» **Available data**:
★ ★ ★ ★
//! Signal conditioning components: raw ADC to voltage conversion and
//! decimation.
//!
//! Built as a loadable module (`libsp_signal.so` and friends). Hosts that link
//! it statically can call [`register`] directly instead.

use serde::de::DeserializeOwned;
use serde::Deserialize;
use std::path::Path;
use std::sync::Arc;
use tracing::{debug, info};

use pipeline_registry::{
    export_components, Component, Registry, RegistryError, RegistryResult, SharedComponent,
};

/// Reads JSON options from `config`, or the defaults without one.
fn read_options<T>(config: Option<&Path>) -> RegistryResult<T>
where
    T: DeserializeOwned + Default,
{
    match config {
        Some(path) => {
            let contents = std::fs::read_to_string(path)?;
            Ok(serde_json::from_str(&contents)?)
        }
        None => Ok(T::default()),
    }
}

/// Options of the `ToVoltage` component
#[derive(Debug, Clone, PartialEq, Deserialize)]
#[serde(default)]
pub struct ToVoltageOptions {
    /// Reference voltage for conversion
    pub vref: f32,
    /// ADC resolution (bits)
    pub adc_bits: u8,
}

impl Default for ToVoltageOptions {
    fn default() -> Self {
        Self {
            vref: 4.5,
            adc_bits: 24,
        }
    }
}

/// Converts raw signed ADC counts to volts.
pub struct ToVoltage {
    options: ToVoltageOptions,
}

impl ToVoltage {
    pub fn new(options: ToVoltageOptions) -> RegistryResult<Self> {
        if !(2..=32).contains(&options.adc_bits) {
            return Err(RegistryError::Config(format!(
                "adc_bits must be between 2 and 32, got {}",
                options.adc_bits
            )));
        }
        if options.vref <= 0.0 {
            return Err(RegistryError::Config(format!(
                "vref must be positive, got {}",
                options.vref
            )));
        }
        Ok(Self { options })
    }

    pub fn options(&self) -> &ToVoltageOptions {
        &self.options
    }

    /// Convert raw ADC values to voltages
    pub fn convert(&self, raw: &[i32]) -> Vec<f32> {
        let max_value = ((1i64 << (self.options.adc_bits - 1)) - 1) as f32; // For signed values
        raw.iter()
            .map(|&value| value as f32 / max_value * self.options.vref)
            .collect()
    }
}

impl Component for ToVoltage {
    fn kind(&self) -> &str {
        "ToVoltage"
    }

    fn info(&self) -> &str {
        "Converts raw ADC values to voltage values"
    }
}

/// Options of the `DownSample` component
#[derive(Debug, Clone, PartialEq, Deserialize)]
#[serde(default)]
pub struct DownSampleOptions {
    /// Keep one sample out of `factor`
    pub factor: usize,
    /// Emit the mean of each block instead of its first sample
    pub mean: bool,
}

impl Default for DownSampleOptions {
    fn default() -> Self {
        Self {
            factor: 2,
            mean: false,
        }
    }
}

/// Reduces the sample rate of a single channel by an integer factor.
pub struct DownSample {
    options: DownSampleOptions,
}

impl DownSample {
    pub fn new(options: DownSampleOptions) -> RegistryResult<Self> {
        if options.factor == 0 {
            return Err(RegistryError::Config(
                "down-sampling factor must be at least 1".to_string(),
            ));
        }
        Ok(Self { options })
    }

    pub fn options(&self) -> &DownSampleOptions {
        &self.options
    }

    /// Decimates `samples`. A trailing partial block still yields a sample.
    pub fn process(&self, samples: &[f32]) -> Vec<f32> {
        samples
            .chunks(self.options.factor)
            .map(|block| {
                if self.options.mean {
                    block.iter().sum::<f32>() / block.len() as f32
                } else {
                    block[0]
                }
            })
            .collect()
    }
}

impl Component for DownSample {
    fn kind(&self) -> &str {
        "DownSample"
    }

    fn info(&self) -> &str {
        "Keeps every n-th sample of a channel"
    }
}

fn create_to_voltage(config: Option<&Path>) -> RegistryResult<SharedComponent> {
    let options: ToVoltageOptions = read_options(config)?;
    debug!("to_voltage: vref={}V, adc_bits={}", options.vref, options.adc_bits);
    Ok(Arc::new(ToVoltage::new(options)?))
}

fn create_down_sample(config: Option<&Path>) -> RegistryResult<SharedComponent> {
    let options: DownSampleOptions = read_options(config)?;
    debug!("down_sample: factor={}, mean={}", options.factor, options.mean);
    Ok(Arc::new(DownSample::new(options)?))
}

/// Registers every component of this module with `registry`.
pub fn register(registry: &mut Registry) -> bool {
    let results = [
        registry.register("ToVoltage", create_to_voltage),
        registry.register("DownSample", create_down_sample),
    ];
    results.iter().all(Result::is_ok)
}

fn unregister() {
    info!("signal components unloaded");
}

export_components!(register, unregister);

#[cfg(test)]
mod tests {
    use super::*;
    use pipeline_registry::{
        BuildMode, ModuleNaming, Platform, RegistryConfig, StaticLoader, StaticModule,
    };

    #[test]
    fn test_to_voltage_conversion() {
        let to_voltage = ToVoltage::new(ToVoltageOptions {
            vref: 2.0,
            adc_bits: 8,
        })
        .unwrap();

        assert_eq!(to_voltage.convert(&[0, 127, -127]), vec![0.0, 2.0, -2.0]);
        assert!(ToVoltage::new(ToVoltageOptions { vref: 1.0, adc_bits: 1 }).is_err());
        assert!(ToVoltage::new(ToVoltageOptions { vref: 0.0, adc_bits: 24 }).is_err());
    }

    #[test]
    fn test_down_sample() {
        let keep = DownSample::new(DownSampleOptions { factor: 2, mean: false }).unwrap();
        assert_eq!(keep.process(&[1.0, 2.0, 3.0, 4.0, 5.0]), vec![1.0, 3.0, 5.0]);

        let mean = DownSample::new(DownSampleOptions { factor: 2, mean: true }).unwrap();
        assert_eq!(mean.process(&[1.0, 3.0, 5.0, 7.0, 9.0]), vec![2.0, 6.0, 9.0]);

        assert!(mean.process(&[]).is_empty());
        assert!(DownSample::new(DownSampleOptions { factor: 0, mean: false }).is_err());
    }

    #[test]
    fn test_register_and_create_from_config() {
        let mut registry = Registry::default();
        assert!(register(&mut registry));
        assert_eq!(registry.component_names(), vec!["DownSample", "ToVoltage"]);

        let dir = tempfile::tempdir().unwrap();
        let path = dir.path().join("down_sample.json");
        std::fs::write(&path, r#"{ "factor": 4 }"#).unwrap();

        let handle = registry.create("DownSample:ds", Some(path.as_path()), true, None).unwrap();
        let down_sample = handle.downcast_ref::<DownSample>().unwrap();
        assert_eq!(down_sample.options(), &DownSampleOptions { factor: 4, mean: false });
        assert_eq!(registry.instance_ids(None), vec!["ds"]);

        let voltage = registry.create("ToVoltage", None, true, None).unwrap();
        assert_eq!(
            voltage.downcast_ref::<ToVoltage>().unwrap().options(),
            &ToVoltageOptions::default()
        );

        // a second registration pass reports the clash
        assert!(!register(&mut registry));
    }

    #[test]
    fn test_bad_config_is_rejected() {
        let mut registry = Registry::default();
        register(&mut registry);

        let dir = tempfile::tempdir().unwrap();
        let path = dir.path().join("bad.json");
        std::fs::write(&path, r#"{ "factor": 0 }"#).unwrap();
        assert!(matches!(
            registry.create("DownSample", Some(path.as_path()), true, None),
            Err(RegistryError::Config(_))
        ));

        let missing = dir.path().join("missing.json");
        assert!(matches!(
            registry.create("ToVoltage", Some(missing.as_path()), true, None),
            Err(RegistryError::Io(_))
        ));
        assert!(registry.instance_ids(None).is_empty());
    }

    #[test]
    fn test_exported_entry_points() {
        let module = StaticModule::new(sp_register_components)
            .with_unregister(sp_unregister_components);
        let loader = StaticLoader::new().with_module("libsp_signal.so", module);
        let mut registry = Registry::with_loader(RegistryConfig::default(), loader);
        registry.set_naming(ModuleNaming {
            prefix: "sp_".to_string(),
            debug_marker: None,
            build: BuildMode::Release,
            platform: Platform::Linux,
        });

        assert!(registry.load("signal").unwrap());
        assert!(registry.create("ToVoltage", None, true, None).is_ok());
        registry.clear_all();
        assert!(registry.component_names().is_empty());
    }
}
★ ★ ★ ★
» **What is expected**: Your task is to copy every line in the entries that holds the string "ToVoltageOptions".

» **Output for this task**:
pub struct ToVoltageOptions {
impl Default for ToVoltageOptions {
    options: ToVoltageOptions,
    pub fn new(options: ToVoltageOptions) -> RegistryResult<Self> {
    pub fn options(&self) -> &ToVoltageOptions {
    let options: ToVoltageOptions = read_options(config)?;
        let to_voltage = ToVoltage::new(ToVoltageOptions {
        assert!(ToVoltage::new(ToVoltageOptions { vref: 1.0, adc_bits: 1 }).is_err());
        assert!(ToVoltage::new(ToVoltageOptions { vref: 0.0, adc_bits: 24 }).is_err());
            &ToVoltageOptions::default()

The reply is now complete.